Using the Minitab software, we created an experiment with four factors: the percentage of application images used at training, solver algorithm, learning rate, and LR decay function. The number of epochs and the seed was fixed. For the experiments, we defined the number of levels as shown in Table 1. During the next step, the formats of the selected parameters were defined as either numerical or text; the percentage of application images used at training and the LR were defined as numerical, and the solver algorithm and LR decay function were defined as text. The values for each level was defined based on the random experiments performed before.

Based on the result of the factorial experiments, it was calculated that 192 experiments should be conducted on one of the three convolutional neural networks. The output variables to be evaluated were the percent accuracy during the validation phase, loss function and percent accuracy during the testing phase.
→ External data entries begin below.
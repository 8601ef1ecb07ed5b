//! Platform abstractions for the external bookmark tree.
//!
//! The tree is owned by the browser (or a stand-in). Everything here either
//! reads a snapshot of it or issues a single point mutation against it.

use serde::{Deserialize, Serialize};
use thiserror::Error;

pub mod chrome;
pub mod memory;
pub mod tree;

/// Well-known id of the container new folders and untagged bookmarks go to.
pub const DEFAULT_ROOT_ID: &str = "1";

#[derive(Debug, Error)]
pub enum ProviderError {
    #[error("node not found: {0}")]
    NotFound(String),
    #[error("node is not a folder: {0}")]
    NotAFolder(String),
    #[error("cannot move {node} into {parent}")]
    InvalidMove { node: String, parent: String },
    #[error("io error: {0}")]
    Io(#[from] std::io::Error),
    #[error("bookmark file format: {0}")]
    Format(String),
    #[error("{0} rejected by platform")]
    Injected(PlatformOp),
}

/// The write/read calls a platform exposes; used in logs and failure injection.
#[derive(Debug, Clone, Copy, PartialEq, Eq, Hash)]
pub enum PlatformOp {
    ReadTree,
    CreateFolder,
    MoveNode,
    RemoveNode,
    CreateBookmark,
}

impl std::fmt::Display for PlatformOp {
    fn fmt(&self, f: &mut std::fmt::Formatter<'_>) -> std::fmt::Result {
        let name = match self {
            PlatformOp::ReadTree => "read_tree",
            PlatformOp::CreateFolder => "create_folder",
            PlatformOp::MoveNode => "move_node",
            PlatformOp::RemoveNode => "remove_node",
            PlatformOp::CreateBookmark => "create_bookmark",
        };
        f.write_str(name)
    }
}

/// One node of the external tree. Folders have no url; bookmarks have no children.
#[derive(Debug, Clone, PartialEq, Serialize, Deserialize)]
pub struct TreeNode {
    pub id: String,
    pub parent_id: Option<String>,
    pub title: String,
    pub url: Option<String>,
    /// Milliseconds since the unix epoch.
    pub date_added: i64,
    #[serde(default)]
    pub children: Vec<TreeNode>,
}

impl TreeNode {
    pub fn folder(id: &str, parent_id: Option<&str>, title: &str) -> Self {
        Self {
            id: id.to_string(),
            parent_id: parent_id.map(str::to_string),
            title: title.to_string(),
            url: None,
            date_added: 0,
            children: Vec::new(),
        }
    }

    pub fn bookmark(id: &str, parent_id: &str, title: &str, url: &str, date_added: i64) -> Self {
        Self {
            id: id.to_string(),
            parent_id: Some(parent_id.to_string()),
            title: title.to_string(),
            url: Some(url.to_string()),
            date_added,
            children: Vec::new(),
        }
    }

    pub fn is_folder(&self) -> bool {
        self.url.is_none()
    }

    pub fn with_children(mut self, children: Vec<TreeNode>) -> Self {
        self.children = children;
        self
    }
}

#[async_trait::async_trait]
pub trait BookmarkPlatform: Send + Sync {
    /// Snapshot of the whole tree, rooted at the platform's invisible root.
    async fn read_tree(&self) -> Result<TreeNode, ProviderError>;
    async fn create_folder(&self, parent_id: &str, title: &str) -> Result<String, ProviderError>;
    async fn move_node(&self, node_id: &str, new_parent_id: &str) -> Result<(), ProviderError>;
    async fn remove_node(&self, node_id: &str) -> Result<(), ProviderError>;
    async fn create_bookmark(
        &self,
        parent_id: &str,
        title: &str,
        url: &str,
    ) -> Result<String, ProviderError>;
}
Full factorial experiments analysis

Based on the full factorial experiments, GoogLeNet was the network selected for conducting the 192 planned experiments.

The first step in the analysis was to interpret the statistical significance of the parameters that were used (percent accuracy during the validation phase, loss function and percent accuracy during the testing phase) and their relationship with the results. The ‘P value’ was calculated to evaluate the statistical significance of the parameters and the effects of their interactions on the outcome of the experiments.

The best performance obtained for each outcome was then defined as the target value for optimization analysis and was used to determine the best combination of parameters. These combinations were used to train the other two convolutional neural networks, LeNet and AlexNet.

Results

The species and gender of each of the dataset classes used to classify the 4,056 images are shown in Table 2.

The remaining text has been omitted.